**Collected data:**

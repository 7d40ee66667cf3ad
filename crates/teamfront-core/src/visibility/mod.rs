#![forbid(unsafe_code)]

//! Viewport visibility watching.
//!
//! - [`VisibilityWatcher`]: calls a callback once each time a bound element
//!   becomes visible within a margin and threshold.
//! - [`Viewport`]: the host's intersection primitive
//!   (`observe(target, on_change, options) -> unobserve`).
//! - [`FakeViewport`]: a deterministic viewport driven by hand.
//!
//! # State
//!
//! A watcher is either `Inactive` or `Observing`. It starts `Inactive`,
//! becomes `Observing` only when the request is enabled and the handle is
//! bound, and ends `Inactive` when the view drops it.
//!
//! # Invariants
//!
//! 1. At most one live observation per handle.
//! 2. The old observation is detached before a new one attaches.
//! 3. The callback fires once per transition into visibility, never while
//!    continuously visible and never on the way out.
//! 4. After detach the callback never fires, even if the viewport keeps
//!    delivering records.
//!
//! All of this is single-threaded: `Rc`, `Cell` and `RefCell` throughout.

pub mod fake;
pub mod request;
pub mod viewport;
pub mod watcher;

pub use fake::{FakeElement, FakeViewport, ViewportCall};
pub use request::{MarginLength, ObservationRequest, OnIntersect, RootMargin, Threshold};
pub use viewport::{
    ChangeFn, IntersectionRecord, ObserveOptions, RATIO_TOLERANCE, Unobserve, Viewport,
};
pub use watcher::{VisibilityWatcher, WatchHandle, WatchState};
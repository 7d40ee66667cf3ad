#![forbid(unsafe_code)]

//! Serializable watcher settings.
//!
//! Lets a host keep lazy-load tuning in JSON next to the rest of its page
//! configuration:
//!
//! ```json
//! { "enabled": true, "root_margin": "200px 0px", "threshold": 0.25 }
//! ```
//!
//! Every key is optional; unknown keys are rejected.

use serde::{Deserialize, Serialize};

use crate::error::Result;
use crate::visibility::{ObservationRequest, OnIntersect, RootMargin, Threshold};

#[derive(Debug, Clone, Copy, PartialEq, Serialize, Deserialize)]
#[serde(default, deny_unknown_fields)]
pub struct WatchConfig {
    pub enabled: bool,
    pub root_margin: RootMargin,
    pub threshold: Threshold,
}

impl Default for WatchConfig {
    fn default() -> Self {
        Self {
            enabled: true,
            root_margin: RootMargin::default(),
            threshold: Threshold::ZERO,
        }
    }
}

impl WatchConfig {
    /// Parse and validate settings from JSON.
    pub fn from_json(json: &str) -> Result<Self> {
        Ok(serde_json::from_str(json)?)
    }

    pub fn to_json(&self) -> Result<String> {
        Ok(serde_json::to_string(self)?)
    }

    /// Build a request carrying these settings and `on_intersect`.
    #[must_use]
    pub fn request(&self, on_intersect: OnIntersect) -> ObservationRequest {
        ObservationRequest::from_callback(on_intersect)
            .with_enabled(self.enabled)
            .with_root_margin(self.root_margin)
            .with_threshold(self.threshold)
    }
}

==

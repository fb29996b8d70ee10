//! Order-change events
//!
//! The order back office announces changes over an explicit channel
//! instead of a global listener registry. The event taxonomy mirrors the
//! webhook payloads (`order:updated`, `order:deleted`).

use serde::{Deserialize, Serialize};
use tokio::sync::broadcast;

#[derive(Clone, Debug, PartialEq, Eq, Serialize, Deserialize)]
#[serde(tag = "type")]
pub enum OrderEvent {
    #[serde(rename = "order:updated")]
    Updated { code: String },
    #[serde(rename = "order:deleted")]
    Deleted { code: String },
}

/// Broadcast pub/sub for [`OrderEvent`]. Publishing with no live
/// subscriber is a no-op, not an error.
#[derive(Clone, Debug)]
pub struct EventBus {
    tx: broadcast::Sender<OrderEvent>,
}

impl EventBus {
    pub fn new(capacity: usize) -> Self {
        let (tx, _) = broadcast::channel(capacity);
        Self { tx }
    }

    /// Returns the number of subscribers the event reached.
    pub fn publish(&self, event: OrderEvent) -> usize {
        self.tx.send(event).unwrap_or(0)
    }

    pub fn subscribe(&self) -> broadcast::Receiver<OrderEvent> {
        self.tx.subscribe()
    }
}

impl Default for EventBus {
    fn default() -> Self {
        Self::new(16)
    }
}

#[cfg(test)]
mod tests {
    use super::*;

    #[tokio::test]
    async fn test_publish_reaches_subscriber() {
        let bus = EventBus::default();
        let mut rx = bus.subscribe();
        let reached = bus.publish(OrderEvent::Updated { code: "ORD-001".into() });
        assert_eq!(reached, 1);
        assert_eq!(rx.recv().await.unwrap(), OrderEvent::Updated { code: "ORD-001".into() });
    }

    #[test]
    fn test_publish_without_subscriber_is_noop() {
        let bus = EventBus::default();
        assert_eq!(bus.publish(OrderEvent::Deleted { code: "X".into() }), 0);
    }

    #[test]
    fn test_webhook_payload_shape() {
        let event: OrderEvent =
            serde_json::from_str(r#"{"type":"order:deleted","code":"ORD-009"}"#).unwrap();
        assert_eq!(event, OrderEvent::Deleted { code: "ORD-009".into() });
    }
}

==

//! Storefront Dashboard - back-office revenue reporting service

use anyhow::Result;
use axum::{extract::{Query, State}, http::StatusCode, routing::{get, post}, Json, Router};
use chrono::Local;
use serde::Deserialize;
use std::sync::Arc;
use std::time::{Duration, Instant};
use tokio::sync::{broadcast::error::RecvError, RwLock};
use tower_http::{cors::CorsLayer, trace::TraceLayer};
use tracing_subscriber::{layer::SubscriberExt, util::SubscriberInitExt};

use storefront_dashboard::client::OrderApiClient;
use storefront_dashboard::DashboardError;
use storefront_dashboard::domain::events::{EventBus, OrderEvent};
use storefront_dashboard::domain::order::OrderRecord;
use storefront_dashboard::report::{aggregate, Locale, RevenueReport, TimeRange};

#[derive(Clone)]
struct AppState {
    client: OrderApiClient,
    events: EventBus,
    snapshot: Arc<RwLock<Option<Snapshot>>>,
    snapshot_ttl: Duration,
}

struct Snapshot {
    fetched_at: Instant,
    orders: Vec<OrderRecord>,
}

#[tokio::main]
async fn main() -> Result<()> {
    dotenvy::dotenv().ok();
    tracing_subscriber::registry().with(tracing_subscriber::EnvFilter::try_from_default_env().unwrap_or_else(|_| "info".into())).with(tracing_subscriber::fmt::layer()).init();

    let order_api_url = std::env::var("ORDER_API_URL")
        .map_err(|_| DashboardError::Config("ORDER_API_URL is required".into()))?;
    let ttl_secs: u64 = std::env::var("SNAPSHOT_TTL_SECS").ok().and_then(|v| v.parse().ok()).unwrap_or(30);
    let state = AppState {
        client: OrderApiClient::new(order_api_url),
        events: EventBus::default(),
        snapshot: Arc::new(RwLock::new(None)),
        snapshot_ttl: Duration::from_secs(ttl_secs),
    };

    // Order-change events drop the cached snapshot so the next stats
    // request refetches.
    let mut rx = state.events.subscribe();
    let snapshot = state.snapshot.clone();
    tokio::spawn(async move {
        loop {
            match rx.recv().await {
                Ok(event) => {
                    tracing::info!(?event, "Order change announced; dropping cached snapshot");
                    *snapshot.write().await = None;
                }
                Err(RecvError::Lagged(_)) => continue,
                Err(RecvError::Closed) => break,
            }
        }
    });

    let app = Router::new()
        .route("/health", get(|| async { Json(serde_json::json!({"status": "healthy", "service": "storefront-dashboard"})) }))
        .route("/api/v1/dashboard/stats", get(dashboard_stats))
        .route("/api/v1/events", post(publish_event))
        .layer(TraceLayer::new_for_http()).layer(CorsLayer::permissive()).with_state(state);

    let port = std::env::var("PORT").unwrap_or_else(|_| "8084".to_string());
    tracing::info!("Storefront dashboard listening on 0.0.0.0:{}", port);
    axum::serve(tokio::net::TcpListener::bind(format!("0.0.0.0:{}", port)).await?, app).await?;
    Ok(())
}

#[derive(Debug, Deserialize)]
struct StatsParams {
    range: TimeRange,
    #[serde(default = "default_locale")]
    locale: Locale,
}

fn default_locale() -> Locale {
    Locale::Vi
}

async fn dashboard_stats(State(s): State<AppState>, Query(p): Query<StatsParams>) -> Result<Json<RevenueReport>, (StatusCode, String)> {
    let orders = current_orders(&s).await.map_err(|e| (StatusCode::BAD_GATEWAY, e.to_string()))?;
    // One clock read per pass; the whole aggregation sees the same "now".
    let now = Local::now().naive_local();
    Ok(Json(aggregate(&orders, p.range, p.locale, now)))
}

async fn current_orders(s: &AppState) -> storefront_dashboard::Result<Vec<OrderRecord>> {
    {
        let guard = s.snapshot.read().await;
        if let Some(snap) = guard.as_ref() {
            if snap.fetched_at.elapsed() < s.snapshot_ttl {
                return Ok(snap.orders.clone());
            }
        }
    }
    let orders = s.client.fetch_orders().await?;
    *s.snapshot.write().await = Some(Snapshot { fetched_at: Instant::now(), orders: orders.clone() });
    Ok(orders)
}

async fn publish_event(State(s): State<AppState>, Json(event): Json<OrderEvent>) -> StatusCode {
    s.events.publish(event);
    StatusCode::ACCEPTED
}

**Directions:** Please find how many lines in the records hold "Some", then give that number with nothing else.

**Expected answer:** 2